**Your goal**: Please restate each entry exactly, without skipping any.

**Extracted data**:
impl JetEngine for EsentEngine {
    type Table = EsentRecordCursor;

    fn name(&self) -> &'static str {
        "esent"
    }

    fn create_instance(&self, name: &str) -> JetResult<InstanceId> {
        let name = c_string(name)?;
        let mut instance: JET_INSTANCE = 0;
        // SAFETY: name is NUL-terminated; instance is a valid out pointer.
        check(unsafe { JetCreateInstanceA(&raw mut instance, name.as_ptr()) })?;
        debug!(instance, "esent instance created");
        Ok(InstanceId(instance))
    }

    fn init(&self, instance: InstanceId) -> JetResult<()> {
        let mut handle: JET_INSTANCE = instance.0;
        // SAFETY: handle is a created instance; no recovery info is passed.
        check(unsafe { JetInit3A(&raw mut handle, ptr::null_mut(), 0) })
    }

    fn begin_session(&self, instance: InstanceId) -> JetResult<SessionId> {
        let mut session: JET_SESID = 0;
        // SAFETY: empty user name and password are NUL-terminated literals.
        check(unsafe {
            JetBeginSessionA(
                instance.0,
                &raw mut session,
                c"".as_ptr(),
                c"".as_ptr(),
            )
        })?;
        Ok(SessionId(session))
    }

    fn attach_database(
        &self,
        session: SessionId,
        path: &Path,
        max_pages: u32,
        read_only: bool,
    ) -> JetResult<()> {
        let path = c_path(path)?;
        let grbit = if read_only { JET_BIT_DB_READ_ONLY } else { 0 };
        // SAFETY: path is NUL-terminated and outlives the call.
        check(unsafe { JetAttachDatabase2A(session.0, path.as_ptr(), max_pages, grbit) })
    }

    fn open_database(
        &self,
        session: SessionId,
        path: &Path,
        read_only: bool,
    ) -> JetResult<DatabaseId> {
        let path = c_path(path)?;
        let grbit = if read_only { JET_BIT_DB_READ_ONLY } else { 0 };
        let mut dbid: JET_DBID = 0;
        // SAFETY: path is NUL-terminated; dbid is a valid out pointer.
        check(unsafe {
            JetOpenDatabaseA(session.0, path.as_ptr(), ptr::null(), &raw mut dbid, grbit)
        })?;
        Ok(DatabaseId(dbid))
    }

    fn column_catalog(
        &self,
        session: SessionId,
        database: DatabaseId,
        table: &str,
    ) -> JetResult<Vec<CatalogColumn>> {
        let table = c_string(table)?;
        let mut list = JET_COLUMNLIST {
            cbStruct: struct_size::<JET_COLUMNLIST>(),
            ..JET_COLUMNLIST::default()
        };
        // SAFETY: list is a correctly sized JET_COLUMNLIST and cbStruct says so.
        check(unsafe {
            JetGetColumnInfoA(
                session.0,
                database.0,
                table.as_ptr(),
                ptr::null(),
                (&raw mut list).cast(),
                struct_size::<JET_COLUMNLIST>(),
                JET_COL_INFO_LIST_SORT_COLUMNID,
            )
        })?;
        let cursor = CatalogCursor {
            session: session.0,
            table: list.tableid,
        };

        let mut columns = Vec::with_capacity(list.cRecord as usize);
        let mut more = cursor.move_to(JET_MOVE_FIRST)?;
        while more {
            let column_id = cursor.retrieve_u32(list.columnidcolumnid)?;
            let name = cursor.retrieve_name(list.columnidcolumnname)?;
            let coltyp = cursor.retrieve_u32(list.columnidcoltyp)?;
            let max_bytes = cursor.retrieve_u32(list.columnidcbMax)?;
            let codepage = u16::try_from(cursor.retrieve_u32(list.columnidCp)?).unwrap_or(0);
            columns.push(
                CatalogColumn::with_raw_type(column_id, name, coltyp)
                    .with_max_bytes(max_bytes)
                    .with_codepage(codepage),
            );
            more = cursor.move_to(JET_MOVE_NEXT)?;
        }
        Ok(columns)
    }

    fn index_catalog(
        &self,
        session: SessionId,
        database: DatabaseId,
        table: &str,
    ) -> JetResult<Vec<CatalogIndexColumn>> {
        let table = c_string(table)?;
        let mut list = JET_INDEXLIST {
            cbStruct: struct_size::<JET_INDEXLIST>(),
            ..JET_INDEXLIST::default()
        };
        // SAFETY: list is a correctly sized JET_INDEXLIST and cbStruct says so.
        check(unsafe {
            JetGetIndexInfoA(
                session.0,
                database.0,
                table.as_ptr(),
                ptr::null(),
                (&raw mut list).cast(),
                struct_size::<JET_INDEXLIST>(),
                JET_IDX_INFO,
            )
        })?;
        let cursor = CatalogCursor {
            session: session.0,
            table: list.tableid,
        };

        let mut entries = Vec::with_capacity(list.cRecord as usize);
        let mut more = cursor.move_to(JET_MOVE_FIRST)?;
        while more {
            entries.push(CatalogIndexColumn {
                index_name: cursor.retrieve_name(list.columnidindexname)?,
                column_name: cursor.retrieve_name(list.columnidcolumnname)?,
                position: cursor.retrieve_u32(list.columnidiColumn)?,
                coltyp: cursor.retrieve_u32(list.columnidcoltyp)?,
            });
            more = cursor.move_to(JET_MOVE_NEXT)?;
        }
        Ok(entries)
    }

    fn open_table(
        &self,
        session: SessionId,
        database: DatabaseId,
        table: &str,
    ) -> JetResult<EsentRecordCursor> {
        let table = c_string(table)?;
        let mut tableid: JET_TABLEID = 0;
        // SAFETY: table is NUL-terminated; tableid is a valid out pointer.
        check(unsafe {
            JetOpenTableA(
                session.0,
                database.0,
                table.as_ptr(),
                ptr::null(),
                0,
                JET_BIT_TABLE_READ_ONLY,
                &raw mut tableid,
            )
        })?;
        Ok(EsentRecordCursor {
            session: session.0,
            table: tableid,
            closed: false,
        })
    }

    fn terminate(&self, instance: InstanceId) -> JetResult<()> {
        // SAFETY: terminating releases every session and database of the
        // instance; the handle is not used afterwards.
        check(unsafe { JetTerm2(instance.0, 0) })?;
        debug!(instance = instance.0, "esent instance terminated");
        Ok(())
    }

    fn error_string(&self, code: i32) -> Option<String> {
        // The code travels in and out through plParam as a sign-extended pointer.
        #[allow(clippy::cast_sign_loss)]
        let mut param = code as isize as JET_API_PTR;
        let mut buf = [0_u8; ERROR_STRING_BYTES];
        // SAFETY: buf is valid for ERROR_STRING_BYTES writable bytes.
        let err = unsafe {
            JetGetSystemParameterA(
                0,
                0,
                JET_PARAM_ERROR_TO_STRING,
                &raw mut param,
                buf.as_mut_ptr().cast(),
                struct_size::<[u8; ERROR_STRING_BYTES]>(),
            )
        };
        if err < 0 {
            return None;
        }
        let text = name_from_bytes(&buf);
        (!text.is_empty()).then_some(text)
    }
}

**Solution for this task**:
impl JetEngine for EsentEngine {
    type Table = EsentRecordCursor;

    fn name(&self) -> &'static str {
        "esent"
    }

    fn create_instance(&self, name: &str) -> JetResult<InstanceId> {
        let name = c_string(name)?;
        let mut instance: JET_INSTANCE = 0;
        // SAFETY: name is NUL-terminated; instance is a valid out pointer.
        check(unsafe { JetCreateInstanceA(&raw mut instance, name.as_ptr()) })?;
        debug!(instance, "esent instance created");
        Ok(InstanceId(instance))
    }

    fn init(&self, instance: InstanceId) -> JetResult<()> {
        let mut handle: JET_INSTANCE = instance.0;
        // SAFETY: handle is a created instance; no recovery info is passed.
        check(unsafe { JetInit3A(&raw mut handle, ptr::null_mut(), 0) })
    }

    fn begin_session(&self, instance: InstanceId) -> JetResult<SessionId> {
        let mut session: JET_SESID = 0;
        // SAFETY: empty user name and password are NUL-terminated literals.
        check(unsafe {
            JetBeginSessionA(
                instance.0,
                &raw mut session,
                c"".as_ptr(),
                c"".as_ptr(),
            )
        })?;
        Ok(SessionId(session))
    }

    fn attach_database(
        &self,
        session: SessionId,
        path: &Path,
        max_pages: u32,
        read_only: bool,
    ) -> JetResult<()> {
        let path = c_path(path)?;
        let grbit = if read_only { JET_BIT_DB_READ_ONLY } else { 0 };
        // SAFETY: path is NUL-terminated and outlives the call.
        check(unsafe { JetAttachDatabase2A(session.0, path.as_ptr(), max_pages, grbit) })
    }

    fn open_database(
        &self,
        session: SessionId,
        path: &Path,
        read_only: bool,
    ) -> JetResult<DatabaseId> {
        let path = c_path(path)?;
        let grbit = if read_only { JET_BIT_DB_READ_ONLY } else { 0 };
        let mut dbid: JET_DBID = 0;
        // SAFETY: path is NUL-terminated; dbid is a valid out pointer.
        check(unsafe {
            JetOpenDatabaseA(session.0, path.as_ptr(), ptr::null(), &raw mut dbid, grbit)
        })?;
        Ok(DatabaseId(dbid))
    }

    fn column_catalog(
        &self,
        session: SessionId,
        database: DatabaseId,
        table: &str,
    ) -> JetResult<Vec<CatalogColumn>> {
        let table = c_string(table)?;
        let mut list = JET_COLUMNLIST {
            cbStruct: struct_size::<JET_COLUMNLIST>(),
            ..JET_COLUMNLIST::default()
        };
        // SAFETY: list is a correctly sized JET_COLUMNLIST and cbStruct says so.
        check(unsafe {
            JetGetColumnInfoA(
                session.0,
                database.0,
                table.as_ptr(),
                ptr::null(),
                (&raw mut list).cast(),
                struct_size::<JET_COLUMNLIST>(),
                JET_COL_INFO_LIST_SORT_COLUMNID,
            )
        })?;
        let cursor = CatalogCursor {
            session: session.0,
            table: list.tableid,
        };

        let mut columns = Vec::with_capacity(list.cRecord as usize);
        let mut more = cursor.move_to(JET_MOVE_FIRST)?;
        while more {
            let column_id = cursor.retrieve_u32(list.columnidcolumnid)?;
            let name = cursor.retrieve_name(list.columnidcolumnname)?;
            let coltyp = cursor.retrieve_u32(list.columnidcoltyp)?;
            let max_bytes = cursor.retrieve_u32(list.columnidcbMax)?;
            let codepage = u16::try_from(cursor.retrieve_u32(list.columnidCp)?).unwrap_or(0);
            columns.push(
                CatalogColumn::with_raw_type(column_id, name, coltyp)
                    .with_max_bytes(max_bytes)
                    .with_codepage(codepage),
            );
            more = cursor.move_to(JET_MOVE_NEXT)?;
        }
        Ok(columns)
    }

    fn index_catalog(
        &self,
        session: SessionId,
        database: DatabaseId,
        table: &str,
    ) -> JetResult<Vec<CatalogIndexColumn>> {
        let table = c_string(table)?;
        let mut list = JET_INDEXLIST {
            cbStruct: struct_size::<JET_INDEXLIST>(),
            ..JET_INDEXLIST::default()
        };
        // SAFETY: list is a correctly sized JET_INDEXLIST and cbStruct says so.
        check(unsafe {
            JetGetIndexInfoA(
                session.0,
                database.0,
                table.as_ptr(),
                ptr::null(),
                (&raw mut list).cast(),
                struct_size::<JET_INDEXLIST>(),
                JET_IDX_INFO,
            )
        })?;
        let cursor = CatalogCursor {
            session: session.0,
            table: list.tableid,
        };

        let mut entries = Vec::with_capacity(list.cRecord as usize);
        let mut more = cursor.move_to(JET_MOVE_FIRST)?;
        while more {
            entries.push(CatalogIndexColumn {
                index_name: cursor.retrieve_name(list.columnidindexname)?,
                column_name: cursor.retrieve_name(list.columnidcolumnname)?,
                position: cursor.retrieve_u32(list.columnidiColumn)?,
                coltyp: cursor.retrieve_u32(list.columnidcoltyp)?,
            });
            more = cursor.move_to(JET_MOVE_NEXT)?;
        }
        Ok(entries)
    }

    fn open_table(
        &self,
        session: SessionId,
        database: DatabaseId,
        table: &str,
    ) -> JetResult<EsentRecordCursor> {
        let table = c_string(table)?;
        let mut tableid: JET_TABLEID = 0;
        // SAFETY: table is NUL-terminated; tableid is a valid out pointer.
        check(unsafe {
            JetOpenTableA(
                session.0,
                database.0,
                table.as_ptr(),
                ptr::null(),
                0,
                JET_BIT_TABLE_READ_ONLY,
                &raw mut tableid,
            )
        })?;
        Ok(EsentRecordCursor {
            session: session.0,
            table: tableid,
            closed: false,
        })
    }

    fn terminate(&self, instance: InstanceId) -> JetResult<()> {
        // SAFETY: terminating releases every session and database of the
        // instance; the handle is not used afterwards.
        check(unsafe { JetTerm2(instance.0, 0) })?;
        debug!(instance = instance.0, "esent instance terminated");
        Ok(())
    }

    fn error_string(&self, code: i32) -> Option<String> {
        // The code travels in and out through plParam as a sign-extended pointer.
        #[allow(clippy::cast_sign_loss)]
        let mut param = code as isize as JET_API_PTR;
        let mut buf = [0_u8; ERROR_STRING_BYTES];
        // SAFETY: buf is valid for ERROR_STRING_BYTES writable bytes.
        let err = unsafe {
            JetGetSystemParameterA(
                0,
                0,
                JET_PARAM_ERROR_TO_STRING,
                &raw mut param,
                buf.as_mut_ptr().cast(),
                struct_size::<[u8; ERROR_STRING_BYTES]>(),
            )
        };
        if err < 0 {
            return None;
        }
        let text = name_from_bytes(&buf);
        (!text.is_empty()).then_some(text)
    }
}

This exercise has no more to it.